INPUT FOR THIS TASK section start

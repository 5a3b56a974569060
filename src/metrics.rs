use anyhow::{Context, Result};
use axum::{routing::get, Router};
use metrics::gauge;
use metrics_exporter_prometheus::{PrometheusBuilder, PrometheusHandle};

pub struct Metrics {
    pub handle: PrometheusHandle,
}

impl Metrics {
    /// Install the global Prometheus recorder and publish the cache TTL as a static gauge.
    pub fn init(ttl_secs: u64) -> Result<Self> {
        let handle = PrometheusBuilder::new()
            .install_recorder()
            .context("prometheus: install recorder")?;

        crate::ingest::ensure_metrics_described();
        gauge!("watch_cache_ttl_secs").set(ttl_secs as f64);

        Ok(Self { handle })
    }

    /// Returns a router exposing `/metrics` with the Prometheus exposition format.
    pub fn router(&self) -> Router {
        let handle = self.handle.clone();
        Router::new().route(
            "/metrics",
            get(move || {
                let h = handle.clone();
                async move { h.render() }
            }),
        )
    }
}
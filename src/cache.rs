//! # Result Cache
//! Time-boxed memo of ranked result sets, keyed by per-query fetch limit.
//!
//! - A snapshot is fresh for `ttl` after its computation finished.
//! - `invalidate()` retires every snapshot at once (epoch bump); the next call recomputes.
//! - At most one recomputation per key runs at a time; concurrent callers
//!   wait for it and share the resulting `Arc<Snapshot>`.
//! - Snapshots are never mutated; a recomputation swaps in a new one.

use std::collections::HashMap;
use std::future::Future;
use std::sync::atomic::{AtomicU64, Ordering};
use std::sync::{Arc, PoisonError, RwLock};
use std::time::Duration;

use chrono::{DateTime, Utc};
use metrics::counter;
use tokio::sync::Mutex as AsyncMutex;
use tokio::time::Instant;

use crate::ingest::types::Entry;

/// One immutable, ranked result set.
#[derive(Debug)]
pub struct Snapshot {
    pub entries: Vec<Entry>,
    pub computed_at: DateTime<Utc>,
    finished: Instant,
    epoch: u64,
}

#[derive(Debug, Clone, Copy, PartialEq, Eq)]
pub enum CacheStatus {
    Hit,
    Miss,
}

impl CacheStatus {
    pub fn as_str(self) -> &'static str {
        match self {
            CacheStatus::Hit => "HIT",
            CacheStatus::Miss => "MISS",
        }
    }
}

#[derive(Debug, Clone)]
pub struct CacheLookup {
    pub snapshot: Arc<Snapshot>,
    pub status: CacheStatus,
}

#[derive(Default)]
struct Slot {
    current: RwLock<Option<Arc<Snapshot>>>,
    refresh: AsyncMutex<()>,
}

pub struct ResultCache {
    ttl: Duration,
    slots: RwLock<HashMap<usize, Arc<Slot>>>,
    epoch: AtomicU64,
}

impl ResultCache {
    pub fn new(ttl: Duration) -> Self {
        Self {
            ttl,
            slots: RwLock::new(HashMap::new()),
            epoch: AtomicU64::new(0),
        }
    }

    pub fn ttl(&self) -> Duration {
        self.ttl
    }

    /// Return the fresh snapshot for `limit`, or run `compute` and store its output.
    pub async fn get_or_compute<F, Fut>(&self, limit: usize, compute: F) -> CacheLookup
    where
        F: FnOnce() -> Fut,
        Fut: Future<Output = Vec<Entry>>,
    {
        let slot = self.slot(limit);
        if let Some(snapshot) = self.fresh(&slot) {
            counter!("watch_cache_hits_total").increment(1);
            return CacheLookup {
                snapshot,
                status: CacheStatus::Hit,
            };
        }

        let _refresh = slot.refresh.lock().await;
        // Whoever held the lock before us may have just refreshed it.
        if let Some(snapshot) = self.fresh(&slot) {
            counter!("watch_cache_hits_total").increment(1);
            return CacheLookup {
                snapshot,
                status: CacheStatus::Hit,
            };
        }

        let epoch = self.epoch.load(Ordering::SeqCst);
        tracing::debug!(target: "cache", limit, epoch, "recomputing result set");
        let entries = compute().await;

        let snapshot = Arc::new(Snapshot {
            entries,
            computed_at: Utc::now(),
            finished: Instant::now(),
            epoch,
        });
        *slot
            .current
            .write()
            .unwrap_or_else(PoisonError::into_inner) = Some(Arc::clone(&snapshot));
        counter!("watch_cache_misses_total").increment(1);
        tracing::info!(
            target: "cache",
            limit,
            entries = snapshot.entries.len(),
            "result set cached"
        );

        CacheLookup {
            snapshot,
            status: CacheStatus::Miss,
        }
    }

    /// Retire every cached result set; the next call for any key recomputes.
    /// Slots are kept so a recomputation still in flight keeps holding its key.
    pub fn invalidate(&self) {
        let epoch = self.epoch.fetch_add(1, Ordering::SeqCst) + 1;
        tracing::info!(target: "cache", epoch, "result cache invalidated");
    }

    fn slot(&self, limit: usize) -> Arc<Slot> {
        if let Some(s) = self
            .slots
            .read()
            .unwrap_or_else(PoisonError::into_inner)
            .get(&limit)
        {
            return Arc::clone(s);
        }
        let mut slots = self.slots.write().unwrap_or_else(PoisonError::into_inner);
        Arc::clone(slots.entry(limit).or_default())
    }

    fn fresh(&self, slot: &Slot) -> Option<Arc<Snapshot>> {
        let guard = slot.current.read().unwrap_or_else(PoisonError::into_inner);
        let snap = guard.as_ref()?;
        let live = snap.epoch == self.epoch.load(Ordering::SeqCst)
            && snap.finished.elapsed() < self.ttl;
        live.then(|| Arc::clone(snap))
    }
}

INPUT FOR THIS TASK section end

EXERCISE GOAL: Report the lines above that have the word "static" in them.

TASK OUTPUT:
    /// Install the global Prometheus recorder and publish the cache TTL as a static gauge.
    pub fn as_str(self) -> &'static str {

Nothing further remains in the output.